__Problem to solve__:
What is the number of lines in this listing that include "const"? Answer with that number only.

Information supplied START

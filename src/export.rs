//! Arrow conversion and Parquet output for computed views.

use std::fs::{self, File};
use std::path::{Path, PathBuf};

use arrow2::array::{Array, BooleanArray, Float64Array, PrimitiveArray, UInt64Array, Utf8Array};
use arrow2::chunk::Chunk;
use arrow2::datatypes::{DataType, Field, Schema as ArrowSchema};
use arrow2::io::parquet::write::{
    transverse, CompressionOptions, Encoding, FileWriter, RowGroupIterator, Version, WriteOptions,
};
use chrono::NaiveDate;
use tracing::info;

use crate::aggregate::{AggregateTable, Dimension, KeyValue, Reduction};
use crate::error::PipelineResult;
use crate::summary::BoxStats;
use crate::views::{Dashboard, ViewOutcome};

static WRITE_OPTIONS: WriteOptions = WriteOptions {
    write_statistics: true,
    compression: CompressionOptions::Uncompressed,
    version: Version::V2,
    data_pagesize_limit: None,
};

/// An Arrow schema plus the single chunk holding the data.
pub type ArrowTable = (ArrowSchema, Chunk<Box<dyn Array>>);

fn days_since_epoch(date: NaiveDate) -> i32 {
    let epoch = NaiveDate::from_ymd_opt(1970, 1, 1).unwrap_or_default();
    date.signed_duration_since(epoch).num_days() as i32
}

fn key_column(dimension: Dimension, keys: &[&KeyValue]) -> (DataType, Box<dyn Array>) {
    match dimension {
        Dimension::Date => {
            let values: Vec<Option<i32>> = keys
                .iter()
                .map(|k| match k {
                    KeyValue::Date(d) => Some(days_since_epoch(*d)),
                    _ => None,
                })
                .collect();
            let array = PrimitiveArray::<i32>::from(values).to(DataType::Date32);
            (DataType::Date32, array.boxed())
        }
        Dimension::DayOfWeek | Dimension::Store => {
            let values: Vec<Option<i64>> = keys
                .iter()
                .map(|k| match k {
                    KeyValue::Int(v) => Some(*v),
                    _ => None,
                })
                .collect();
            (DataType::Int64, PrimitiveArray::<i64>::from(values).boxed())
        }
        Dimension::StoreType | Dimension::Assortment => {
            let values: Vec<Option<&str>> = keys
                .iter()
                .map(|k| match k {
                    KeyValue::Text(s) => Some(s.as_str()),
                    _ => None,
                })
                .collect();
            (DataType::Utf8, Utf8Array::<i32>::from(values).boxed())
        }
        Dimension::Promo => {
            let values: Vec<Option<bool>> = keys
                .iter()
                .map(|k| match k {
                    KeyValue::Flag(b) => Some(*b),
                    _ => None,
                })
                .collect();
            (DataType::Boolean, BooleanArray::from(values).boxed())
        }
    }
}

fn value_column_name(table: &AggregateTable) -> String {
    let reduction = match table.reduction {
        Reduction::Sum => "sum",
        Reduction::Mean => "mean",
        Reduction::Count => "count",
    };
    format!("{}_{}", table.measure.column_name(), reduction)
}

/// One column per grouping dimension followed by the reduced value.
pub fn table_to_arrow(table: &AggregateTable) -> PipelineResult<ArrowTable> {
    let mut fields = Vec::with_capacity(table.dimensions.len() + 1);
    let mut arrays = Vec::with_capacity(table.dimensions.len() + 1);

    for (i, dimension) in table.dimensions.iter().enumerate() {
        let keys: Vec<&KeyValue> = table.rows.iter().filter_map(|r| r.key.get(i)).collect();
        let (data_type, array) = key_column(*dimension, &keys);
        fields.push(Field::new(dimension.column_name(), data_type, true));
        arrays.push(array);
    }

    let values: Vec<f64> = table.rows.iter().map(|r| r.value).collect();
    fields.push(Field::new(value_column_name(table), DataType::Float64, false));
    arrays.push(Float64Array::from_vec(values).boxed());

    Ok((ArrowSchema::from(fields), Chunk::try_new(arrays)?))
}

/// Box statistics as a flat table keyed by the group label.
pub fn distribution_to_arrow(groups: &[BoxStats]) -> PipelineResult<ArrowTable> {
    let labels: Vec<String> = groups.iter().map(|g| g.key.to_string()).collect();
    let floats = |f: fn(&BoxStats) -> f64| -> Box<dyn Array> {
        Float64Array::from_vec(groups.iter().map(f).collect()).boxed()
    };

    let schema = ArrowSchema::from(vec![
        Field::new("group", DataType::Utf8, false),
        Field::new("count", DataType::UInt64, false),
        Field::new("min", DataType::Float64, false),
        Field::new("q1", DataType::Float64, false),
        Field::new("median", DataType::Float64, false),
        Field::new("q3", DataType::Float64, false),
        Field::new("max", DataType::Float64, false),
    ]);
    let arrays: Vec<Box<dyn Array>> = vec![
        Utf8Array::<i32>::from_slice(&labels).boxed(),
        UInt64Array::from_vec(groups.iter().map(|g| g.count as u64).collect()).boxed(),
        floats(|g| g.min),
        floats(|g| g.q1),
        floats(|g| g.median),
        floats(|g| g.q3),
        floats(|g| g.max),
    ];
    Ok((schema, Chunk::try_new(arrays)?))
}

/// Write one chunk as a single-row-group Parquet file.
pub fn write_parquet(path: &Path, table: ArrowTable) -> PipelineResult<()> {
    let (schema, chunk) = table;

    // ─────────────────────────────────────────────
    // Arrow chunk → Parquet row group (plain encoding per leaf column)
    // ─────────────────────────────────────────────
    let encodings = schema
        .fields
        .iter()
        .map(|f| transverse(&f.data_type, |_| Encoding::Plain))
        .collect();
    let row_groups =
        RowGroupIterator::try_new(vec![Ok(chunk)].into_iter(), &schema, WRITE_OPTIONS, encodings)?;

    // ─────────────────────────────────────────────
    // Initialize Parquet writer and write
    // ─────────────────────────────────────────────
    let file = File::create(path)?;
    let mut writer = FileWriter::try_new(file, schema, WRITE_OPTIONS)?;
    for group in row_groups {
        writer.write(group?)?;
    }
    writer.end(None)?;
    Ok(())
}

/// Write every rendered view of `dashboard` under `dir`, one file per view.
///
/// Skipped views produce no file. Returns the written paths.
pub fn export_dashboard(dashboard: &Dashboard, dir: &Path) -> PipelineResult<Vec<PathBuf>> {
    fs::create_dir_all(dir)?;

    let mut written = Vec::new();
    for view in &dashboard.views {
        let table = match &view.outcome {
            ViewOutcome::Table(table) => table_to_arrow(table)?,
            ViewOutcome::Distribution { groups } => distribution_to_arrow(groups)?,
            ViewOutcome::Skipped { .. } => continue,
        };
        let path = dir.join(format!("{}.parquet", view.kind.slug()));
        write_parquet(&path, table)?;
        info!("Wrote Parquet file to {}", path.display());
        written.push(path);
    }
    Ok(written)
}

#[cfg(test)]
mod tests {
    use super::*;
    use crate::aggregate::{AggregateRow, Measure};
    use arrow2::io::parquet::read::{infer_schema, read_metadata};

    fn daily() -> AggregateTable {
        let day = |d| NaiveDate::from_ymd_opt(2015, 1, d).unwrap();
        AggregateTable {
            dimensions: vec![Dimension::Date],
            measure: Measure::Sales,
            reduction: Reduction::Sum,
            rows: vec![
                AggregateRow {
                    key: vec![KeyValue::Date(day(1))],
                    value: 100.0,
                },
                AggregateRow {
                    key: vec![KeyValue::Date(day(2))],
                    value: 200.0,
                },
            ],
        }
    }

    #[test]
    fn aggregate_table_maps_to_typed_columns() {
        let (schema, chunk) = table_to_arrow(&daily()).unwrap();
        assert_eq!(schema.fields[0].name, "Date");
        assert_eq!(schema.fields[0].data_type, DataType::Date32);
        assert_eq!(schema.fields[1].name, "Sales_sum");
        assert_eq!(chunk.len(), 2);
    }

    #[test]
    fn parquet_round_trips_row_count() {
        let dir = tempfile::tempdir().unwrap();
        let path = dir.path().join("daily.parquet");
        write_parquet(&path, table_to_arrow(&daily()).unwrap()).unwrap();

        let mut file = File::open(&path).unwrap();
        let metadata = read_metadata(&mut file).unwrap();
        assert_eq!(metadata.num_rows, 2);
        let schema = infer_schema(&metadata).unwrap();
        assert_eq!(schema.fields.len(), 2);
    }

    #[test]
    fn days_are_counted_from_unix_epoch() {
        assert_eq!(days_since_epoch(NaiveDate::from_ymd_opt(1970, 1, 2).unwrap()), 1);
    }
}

Information supplied END
Information supplied START

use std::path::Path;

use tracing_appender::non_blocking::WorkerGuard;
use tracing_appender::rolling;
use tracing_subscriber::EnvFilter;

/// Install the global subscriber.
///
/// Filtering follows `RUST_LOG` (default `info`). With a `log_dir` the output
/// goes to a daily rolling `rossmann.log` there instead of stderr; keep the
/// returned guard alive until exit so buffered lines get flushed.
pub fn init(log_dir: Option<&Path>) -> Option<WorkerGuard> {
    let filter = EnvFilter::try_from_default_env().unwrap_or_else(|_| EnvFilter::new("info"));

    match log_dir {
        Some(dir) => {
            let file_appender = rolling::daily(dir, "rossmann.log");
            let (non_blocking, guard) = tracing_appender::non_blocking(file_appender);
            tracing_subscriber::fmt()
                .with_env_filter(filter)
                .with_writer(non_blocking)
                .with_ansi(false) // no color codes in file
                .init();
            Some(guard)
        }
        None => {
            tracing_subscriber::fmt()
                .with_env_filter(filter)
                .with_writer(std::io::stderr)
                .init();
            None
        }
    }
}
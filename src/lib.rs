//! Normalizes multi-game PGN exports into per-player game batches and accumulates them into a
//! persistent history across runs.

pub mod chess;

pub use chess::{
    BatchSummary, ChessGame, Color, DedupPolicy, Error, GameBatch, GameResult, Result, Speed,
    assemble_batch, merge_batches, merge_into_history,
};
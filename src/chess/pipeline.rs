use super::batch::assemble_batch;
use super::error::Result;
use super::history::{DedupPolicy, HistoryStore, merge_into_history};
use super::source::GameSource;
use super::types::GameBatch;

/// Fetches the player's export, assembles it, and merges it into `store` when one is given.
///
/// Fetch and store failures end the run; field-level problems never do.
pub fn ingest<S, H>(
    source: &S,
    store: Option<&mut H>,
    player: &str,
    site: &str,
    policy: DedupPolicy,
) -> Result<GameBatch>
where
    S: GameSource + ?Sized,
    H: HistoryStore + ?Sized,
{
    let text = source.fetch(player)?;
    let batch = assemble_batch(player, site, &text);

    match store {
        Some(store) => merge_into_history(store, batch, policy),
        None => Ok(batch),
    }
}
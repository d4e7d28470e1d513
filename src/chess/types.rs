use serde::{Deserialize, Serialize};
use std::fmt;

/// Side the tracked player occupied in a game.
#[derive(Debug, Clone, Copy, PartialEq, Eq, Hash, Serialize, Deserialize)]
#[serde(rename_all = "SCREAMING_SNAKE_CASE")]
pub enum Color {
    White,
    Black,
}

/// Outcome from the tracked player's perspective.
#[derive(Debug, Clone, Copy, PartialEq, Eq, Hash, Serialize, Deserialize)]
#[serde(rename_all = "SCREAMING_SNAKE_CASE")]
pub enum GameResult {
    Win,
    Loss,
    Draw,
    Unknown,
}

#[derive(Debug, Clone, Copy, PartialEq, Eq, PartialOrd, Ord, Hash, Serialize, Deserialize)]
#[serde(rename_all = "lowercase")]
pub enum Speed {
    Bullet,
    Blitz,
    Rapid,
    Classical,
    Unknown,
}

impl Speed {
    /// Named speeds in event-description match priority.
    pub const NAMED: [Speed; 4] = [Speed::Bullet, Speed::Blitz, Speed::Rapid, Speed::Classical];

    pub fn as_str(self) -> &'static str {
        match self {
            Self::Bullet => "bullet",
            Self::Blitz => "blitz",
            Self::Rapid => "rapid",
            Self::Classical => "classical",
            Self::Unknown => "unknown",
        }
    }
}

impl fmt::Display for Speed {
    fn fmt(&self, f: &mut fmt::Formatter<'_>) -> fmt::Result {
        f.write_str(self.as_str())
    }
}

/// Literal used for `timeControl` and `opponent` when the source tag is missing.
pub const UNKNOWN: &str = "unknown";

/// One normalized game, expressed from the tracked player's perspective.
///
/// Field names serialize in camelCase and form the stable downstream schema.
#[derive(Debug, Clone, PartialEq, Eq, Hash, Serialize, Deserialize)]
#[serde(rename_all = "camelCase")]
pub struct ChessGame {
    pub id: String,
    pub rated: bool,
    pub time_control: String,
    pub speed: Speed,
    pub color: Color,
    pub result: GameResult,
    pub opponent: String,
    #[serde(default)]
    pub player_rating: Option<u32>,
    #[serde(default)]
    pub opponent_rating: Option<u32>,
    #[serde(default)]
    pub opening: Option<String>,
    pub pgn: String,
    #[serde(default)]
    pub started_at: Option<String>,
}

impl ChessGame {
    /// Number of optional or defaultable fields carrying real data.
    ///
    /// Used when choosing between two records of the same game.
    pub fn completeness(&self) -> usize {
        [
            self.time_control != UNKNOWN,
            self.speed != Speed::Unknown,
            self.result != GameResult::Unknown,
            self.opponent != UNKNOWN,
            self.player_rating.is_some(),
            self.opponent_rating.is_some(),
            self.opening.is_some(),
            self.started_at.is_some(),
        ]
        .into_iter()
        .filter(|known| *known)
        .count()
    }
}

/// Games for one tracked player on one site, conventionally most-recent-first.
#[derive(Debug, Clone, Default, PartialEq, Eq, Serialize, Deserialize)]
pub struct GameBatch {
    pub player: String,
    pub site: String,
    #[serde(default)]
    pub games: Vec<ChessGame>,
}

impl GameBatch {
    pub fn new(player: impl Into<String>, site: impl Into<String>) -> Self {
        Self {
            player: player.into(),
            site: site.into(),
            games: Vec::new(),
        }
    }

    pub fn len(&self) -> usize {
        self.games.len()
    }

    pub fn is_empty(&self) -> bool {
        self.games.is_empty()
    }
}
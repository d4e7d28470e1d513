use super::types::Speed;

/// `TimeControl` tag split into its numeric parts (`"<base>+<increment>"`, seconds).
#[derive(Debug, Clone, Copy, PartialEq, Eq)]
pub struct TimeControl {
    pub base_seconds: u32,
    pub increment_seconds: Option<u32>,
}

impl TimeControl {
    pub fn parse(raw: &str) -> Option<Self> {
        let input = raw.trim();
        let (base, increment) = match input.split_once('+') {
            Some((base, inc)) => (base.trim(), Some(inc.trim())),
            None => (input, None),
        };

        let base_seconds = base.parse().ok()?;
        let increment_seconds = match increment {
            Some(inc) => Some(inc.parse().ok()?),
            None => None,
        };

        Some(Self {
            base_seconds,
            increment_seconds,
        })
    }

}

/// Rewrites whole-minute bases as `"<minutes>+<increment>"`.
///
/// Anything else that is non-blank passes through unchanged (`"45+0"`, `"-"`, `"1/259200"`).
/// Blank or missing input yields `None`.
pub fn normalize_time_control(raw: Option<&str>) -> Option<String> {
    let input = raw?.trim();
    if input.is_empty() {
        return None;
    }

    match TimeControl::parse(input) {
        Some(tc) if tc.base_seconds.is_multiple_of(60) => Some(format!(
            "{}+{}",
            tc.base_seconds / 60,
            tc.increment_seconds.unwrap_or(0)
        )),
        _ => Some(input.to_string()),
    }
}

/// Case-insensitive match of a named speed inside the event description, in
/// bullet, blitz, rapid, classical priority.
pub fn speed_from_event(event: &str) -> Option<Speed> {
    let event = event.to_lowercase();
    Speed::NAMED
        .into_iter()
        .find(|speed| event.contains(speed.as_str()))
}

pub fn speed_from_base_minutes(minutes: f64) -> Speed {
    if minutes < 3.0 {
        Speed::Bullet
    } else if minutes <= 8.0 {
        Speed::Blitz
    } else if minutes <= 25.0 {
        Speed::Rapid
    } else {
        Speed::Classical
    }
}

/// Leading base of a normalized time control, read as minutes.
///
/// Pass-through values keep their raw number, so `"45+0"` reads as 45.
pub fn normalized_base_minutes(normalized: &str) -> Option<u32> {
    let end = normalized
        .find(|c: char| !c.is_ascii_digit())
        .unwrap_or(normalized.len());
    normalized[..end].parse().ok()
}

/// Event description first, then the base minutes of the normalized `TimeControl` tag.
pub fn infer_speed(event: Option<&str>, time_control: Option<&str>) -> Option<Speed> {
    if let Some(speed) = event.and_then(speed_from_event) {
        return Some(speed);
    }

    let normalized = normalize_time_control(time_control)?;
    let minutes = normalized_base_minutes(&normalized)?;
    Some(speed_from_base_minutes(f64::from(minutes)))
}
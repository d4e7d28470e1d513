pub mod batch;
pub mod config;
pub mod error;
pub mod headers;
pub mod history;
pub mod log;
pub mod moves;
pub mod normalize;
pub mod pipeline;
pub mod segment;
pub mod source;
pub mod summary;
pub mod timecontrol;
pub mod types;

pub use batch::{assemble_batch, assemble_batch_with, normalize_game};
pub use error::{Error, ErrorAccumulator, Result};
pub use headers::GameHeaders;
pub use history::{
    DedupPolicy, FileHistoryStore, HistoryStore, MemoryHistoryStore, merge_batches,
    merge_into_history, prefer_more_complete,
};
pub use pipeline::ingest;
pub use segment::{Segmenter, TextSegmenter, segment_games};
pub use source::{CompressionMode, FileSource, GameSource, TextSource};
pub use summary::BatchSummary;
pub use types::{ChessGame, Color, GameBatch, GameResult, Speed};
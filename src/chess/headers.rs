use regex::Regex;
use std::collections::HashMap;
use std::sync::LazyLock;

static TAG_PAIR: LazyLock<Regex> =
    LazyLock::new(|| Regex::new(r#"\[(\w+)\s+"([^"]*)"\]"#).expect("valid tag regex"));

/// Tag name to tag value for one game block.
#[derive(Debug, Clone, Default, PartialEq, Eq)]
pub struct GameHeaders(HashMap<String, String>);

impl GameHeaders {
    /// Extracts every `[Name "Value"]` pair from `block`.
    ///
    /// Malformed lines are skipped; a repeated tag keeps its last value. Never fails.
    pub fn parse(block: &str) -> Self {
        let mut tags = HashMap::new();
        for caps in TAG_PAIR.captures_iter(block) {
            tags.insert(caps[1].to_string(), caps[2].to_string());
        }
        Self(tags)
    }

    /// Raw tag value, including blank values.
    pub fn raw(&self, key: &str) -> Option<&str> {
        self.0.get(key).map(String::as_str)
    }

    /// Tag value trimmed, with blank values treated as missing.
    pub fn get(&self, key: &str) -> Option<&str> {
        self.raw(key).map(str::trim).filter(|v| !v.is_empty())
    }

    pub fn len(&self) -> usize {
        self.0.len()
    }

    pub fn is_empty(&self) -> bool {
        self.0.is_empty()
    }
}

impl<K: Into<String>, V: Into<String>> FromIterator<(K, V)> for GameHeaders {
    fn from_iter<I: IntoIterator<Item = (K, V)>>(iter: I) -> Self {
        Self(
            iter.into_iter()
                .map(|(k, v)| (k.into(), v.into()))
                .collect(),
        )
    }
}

Information supplied END
Information supplied START

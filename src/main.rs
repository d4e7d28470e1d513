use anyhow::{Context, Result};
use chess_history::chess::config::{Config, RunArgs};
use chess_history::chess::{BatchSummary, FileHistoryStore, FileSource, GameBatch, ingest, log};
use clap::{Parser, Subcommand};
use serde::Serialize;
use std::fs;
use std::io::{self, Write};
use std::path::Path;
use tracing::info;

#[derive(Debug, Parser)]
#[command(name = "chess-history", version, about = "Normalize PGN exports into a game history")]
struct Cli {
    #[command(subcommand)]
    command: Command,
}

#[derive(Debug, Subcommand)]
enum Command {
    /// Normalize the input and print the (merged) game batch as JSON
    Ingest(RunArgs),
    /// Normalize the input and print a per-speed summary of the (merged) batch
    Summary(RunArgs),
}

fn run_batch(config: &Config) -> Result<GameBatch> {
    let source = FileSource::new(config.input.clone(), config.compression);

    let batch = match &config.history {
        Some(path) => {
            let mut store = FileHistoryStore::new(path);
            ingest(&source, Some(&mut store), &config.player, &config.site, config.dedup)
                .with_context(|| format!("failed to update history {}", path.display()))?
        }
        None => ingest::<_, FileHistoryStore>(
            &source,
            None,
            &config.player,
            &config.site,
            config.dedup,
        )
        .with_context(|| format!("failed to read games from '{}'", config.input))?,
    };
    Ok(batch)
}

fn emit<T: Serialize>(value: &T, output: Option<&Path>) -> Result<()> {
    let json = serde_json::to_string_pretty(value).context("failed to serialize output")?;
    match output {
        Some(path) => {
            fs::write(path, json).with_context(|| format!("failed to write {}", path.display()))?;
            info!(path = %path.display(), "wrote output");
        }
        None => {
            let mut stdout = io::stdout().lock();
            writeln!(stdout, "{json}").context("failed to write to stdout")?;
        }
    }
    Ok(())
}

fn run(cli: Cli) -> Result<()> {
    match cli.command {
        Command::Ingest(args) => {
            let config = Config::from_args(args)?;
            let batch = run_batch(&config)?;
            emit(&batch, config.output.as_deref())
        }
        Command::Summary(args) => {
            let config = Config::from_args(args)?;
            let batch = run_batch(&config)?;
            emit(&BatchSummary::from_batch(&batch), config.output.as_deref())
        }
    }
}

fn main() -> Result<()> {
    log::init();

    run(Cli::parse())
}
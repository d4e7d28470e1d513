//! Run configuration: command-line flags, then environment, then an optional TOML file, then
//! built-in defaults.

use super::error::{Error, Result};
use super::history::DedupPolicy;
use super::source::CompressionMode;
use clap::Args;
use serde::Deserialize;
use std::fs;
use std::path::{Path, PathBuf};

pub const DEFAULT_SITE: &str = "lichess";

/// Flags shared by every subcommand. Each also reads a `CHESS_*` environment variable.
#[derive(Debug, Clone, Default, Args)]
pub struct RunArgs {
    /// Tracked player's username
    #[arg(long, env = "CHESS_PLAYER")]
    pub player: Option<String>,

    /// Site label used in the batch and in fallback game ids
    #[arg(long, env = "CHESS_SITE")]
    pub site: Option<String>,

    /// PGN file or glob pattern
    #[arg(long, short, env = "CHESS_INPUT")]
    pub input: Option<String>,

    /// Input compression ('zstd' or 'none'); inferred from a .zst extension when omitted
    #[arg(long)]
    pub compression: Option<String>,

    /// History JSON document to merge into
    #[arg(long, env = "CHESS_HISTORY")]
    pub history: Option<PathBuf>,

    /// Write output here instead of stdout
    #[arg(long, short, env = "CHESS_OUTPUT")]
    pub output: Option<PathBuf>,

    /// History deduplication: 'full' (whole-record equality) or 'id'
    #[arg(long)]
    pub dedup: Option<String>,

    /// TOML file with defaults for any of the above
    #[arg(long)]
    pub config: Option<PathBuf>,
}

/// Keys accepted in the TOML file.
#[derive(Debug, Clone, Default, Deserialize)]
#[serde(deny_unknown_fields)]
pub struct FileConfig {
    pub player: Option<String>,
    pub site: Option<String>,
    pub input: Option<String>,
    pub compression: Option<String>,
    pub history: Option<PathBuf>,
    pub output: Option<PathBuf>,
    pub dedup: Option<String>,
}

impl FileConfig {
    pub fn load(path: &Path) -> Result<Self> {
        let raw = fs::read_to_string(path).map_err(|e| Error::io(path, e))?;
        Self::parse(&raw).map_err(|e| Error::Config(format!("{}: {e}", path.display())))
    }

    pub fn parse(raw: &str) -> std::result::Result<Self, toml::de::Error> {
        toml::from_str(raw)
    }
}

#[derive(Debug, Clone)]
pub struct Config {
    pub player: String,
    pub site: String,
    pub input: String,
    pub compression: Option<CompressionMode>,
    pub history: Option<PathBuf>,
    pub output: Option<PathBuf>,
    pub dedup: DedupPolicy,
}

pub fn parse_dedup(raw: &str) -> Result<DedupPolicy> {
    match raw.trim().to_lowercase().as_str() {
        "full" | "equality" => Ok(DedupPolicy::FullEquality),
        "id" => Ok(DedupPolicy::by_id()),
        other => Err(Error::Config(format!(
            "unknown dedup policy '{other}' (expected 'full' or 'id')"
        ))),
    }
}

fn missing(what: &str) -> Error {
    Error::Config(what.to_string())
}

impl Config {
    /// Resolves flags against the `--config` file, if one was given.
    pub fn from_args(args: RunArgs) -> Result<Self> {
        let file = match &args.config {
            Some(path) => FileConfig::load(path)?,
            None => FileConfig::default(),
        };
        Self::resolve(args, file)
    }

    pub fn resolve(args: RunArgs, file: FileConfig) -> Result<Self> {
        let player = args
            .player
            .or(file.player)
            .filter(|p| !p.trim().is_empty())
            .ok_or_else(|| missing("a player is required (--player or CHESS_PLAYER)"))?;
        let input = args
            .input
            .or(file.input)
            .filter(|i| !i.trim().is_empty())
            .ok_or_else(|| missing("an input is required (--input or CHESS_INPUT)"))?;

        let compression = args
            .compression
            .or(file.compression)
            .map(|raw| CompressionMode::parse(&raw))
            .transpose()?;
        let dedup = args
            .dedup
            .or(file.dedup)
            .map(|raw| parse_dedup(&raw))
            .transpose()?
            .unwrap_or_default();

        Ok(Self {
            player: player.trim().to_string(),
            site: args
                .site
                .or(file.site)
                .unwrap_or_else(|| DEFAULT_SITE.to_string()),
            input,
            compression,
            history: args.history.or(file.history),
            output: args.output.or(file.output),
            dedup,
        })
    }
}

Information supplied END

__Answer space__:
3